_Prompt:_ What is needed here is an exact copy of every entry.

Content starts

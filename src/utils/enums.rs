use std::{fmt::Display, str::FromStr};

use serde::{Deserialize, Serialize};

use crate::FlowError;

/// The two halves of a symmetric forward detector.
#[derive(Copy, Clone, Debug, PartialEq, Eq, Hash, Serialize, Deserialize)]
#[serde(rename_all = "lowercase")]
pub enum Side {
    /// The side at negative $`z`$ (negative tile ids).
    East,
    /// The side at positive $`z`$ (positive tile ids).
    West,
}

impl Side {
    /// Decode the side from the sign of a tile id. A zero id belongs to neither side.
    pub fn from_tile_id(tile_id: i32) -> Option<Self> {
        match tile_id.signum() {
            -1 => Some(Side::East),
            1 => Some(Side::West),
            _ => None,
        }
    }
    /// The sign of $`z`$ (and of tile ids) on this side.
    pub fn sign(&self) -> f64 {
        match self {
            Side::East => -1.0,
            Side::West => 1.0,
        }
    }
}

impl Display for Side {
    fn fmt(&self, f: &mut std::fmt::Formatter<'_>) -> std::fmt::Result {
        match self {
            Side::East => write!(f, "East"),
            Side::West => write!(f, "West"),
        }
    }
}

impl FromStr for Side {
    type Err = FlowError;

    fn from_str(s: &str) -> Result<Self, Self::Err> {
        match s.to_lowercase().as_str() {
            "east" | "e" | "-" => Ok(Self::East),
            "west" | "w" | "+" => Ok(Self::West),
            _ => Err(FlowError::ParseError {
                name: s.to_string(),
                object: "Side".to_string(),
            }),
        }
    }
}

/// The harmonic order $`n`$ of an event plane.
#[derive(Copy, Clone, Debug, PartialEq, Eq, Hash, PartialOrd, Ord, Serialize, Deserialize)]
#[serde(try_from = "u8", into = "u8")]
pub enum Harmonic {
    /// Directed flow, $`n = 1`$.
    First,
    /// Elliptic flow, $`n = 2`$.
    Second,
    /// Triangular flow, $`n = 3`$.
    Third,
}

impl Harmonic {
    /// The integer order $`n`$.
    pub fn order(&self) -> usize {
        match self {
            Harmonic::First => 1,
            Harmonic::Second => 2,
            Harmonic::Third => 3,
        }
    }
    /// The integer order $`n`$ as a float.
    pub fn as_f64(&self) -> f64 {
        self.order() as f64
    }
    /// The period $`2\pi/n`$ of an $`n`$-th order event-plane angle.
    pub fn period(&self) -> f64 {
        std::f64::consts::TAU / self.as_f64()
    }
    /// Odd harmonics change sign under $`\eta \to -\eta`$.
    pub fn is_odd(&self) -> bool {
        self.order() % 2 == 1
    }
}

impl TryFrom<u8> for Harmonic {
    type Error = FlowError;

    fn try_from(value: u8) -> Result<Self, Self::Error> {
        match value {
            1 => Ok(Harmonic::First),
            2 => Ok(Harmonic::Second),
            3 => Ok(Harmonic::Third),
            _ => Err(FlowError::ParseError {
                name: value.to_string(),
                object: "Harmonic".to_string(),
            }),
        }
    }
}

impl From<Harmonic> for u8 {
    fn from(value: Harmonic) -> Self {
        value.order() as u8
    }
}

impl Display for Harmonic {
    fn fmt(&self, f: &mut std::fmt::Formatter<'_>) -> std::fmt::Result {
        write!(f, "n={}", self.order())
    }
}

impl FromStr for Harmonic {
    type Err = FlowError;

    fn from_str(s: &str) -> Result<Self, Self::Err> {
        match s.to_lowercase().as_str() {
            "1" | "first" | "v1" => Ok(Self::First),
            "2" | "second" | "v2" => Ok(Self::Second),
            "3" | "third" | "v3" => Ok(Self::Third),
            _ => Err(FlowError::ParseError {
                name: s.to_string(),
                object: "Harmonic".to_string(),
            }),
        }
    }
}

Content ends

_Solution to this exercise:_
filename src/utils/enums.rs
use std::{fmt::Display, str::FromStr};

use serde::{Deserialize, Serialize};

use crate::FlowError;

/// The two halves of a symmetric forward detector.
#[derive(Copy, Clone, Debug, PartialEq, Eq, Hash, Serialize, Deserialize)]
#[serde(rename_all = "lowercase")]
pub enum Side {
    /// The side at negative $`z`$ (negative tile ids).
    East,
    /// The side at positive $`z`$ (positive tile ids).
    West,
}

impl Side {
    /// Decode the side from the sign of a tile id. A zero id belongs to neither side.
    pub fn from_tile_id(tile_id: i32) -> Option<Self> {
        match tile_id.signum() {
            -1 => Some(Side::East),
            1 => Some(Side::West),
            _ => None,
        }
    }
    /// The sign of $`z`$ (and of tile ids) on this side.
    pub fn sign(&self) -> f64 {
        match self {
            Side::East => -1.0,
            Side::West => 1.0,
        }
    }
}

impl Display for Side {
    fn fmt(&self, f: &mut std::fmt::Formatter<'_>) -> std::fmt::Result {
        match self {
            Side::East => write!(f, "East"),
            Side::West => write!(f, "West"),
        }
    }
}

impl FromStr for Side {
    type Err = FlowError;

    fn from_str(s: &str) -> Result<Self, Self::Err> {
        match s.to_lowercase().as_str() {
            "east" | "e" | "-" => Ok(Self::East),
            "west" | "w" | "+" => Ok(Self::West),
            _ => Err(FlowError::ParseError {
                name: s.to_string(),
                object: "Side".to_string(),
            }),
        }
    }
}

/// The harmonic order $`n`$ of an event plane.
#[derive(Copy, Clone, Debug, PartialEq, Eq, Hash, PartialOrd, Ord, Serialize, Deserialize)]
#[serde(try_from = "u8", into = "u8")]
pub enum Harmonic {
    /// Directed flow, $`n = 1`$.
    First,
    /// Elliptic flow, $`n = 2`$.
    Second,
    /// Triangular flow, $`n = 3`$.
    Third,
}

impl Harmonic {
    /// The integer order $`n`$.
    pub fn order(&self) -> usize {
        match self {
            Harmonic::First => 1,
            Harmonic::Second => 2,
            Harmonic::Third => 3,
        }
    }
    /// The integer order $`n`$ as a float.
    pub fn as_f64(&self) -> f64 {
        self.order() as f64
    }
    /// The period $`2\pi/n`$ of an $`n`$-th order event-plane angle.
    pub fn period(&self) -> f64 {
        std::f64::consts::TAU / self.as_f64()
    }
    /// Odd harmonics change sign under $`\eta \to -\eta`$.
    pub fn is_odd(&self) -> bool {
        self.order() % 2 == 1
    }
}

impl TryFrom<u8> for Harmonic {
    type Error = FlowError;

    fn try_from(value: u8) -> Result<Self, Self::Error> {
        match value {
            1 => Ok(Harmonic::First),
            2 => Ok(Harmonic::Second),
            3 => Ok(Harmonic::Third),
            _ => Err(FlowError::ParseError {
                name: value.to_string(),
                object: "Harmonic".to_string(),
            }),
        }
    }
}

impl From<Harmonic> for u8 {
    fn from(value: Harmonic) -> Self {
        value.order() as u8
    }
}

impl Display for Harmonic {
    fn fmt(&self, f: &mut std::fmt::Formatter<'_>) -> std::fmt::Result {
        write!(f, "n={}", self.order())
    }
}

impl FromStr for Harmonic {
    type Err = FlowError;

    fn from_str(s: &str) -> Result<Self, Self::Err> {
        match s.to_lowercase().as_str() {
            "1" | "first" | "v1" => Ok(Self::First),
            "2" | "second" | "v2" => Ok(Self::Second),
            "3" | "third" | "v3" => Ok(Self::Third),
            _ => Err(FlowError::ParseError {
                name: s.to_string(),
                object: "Harmonic".to_string(),
            }),
        }
    }
}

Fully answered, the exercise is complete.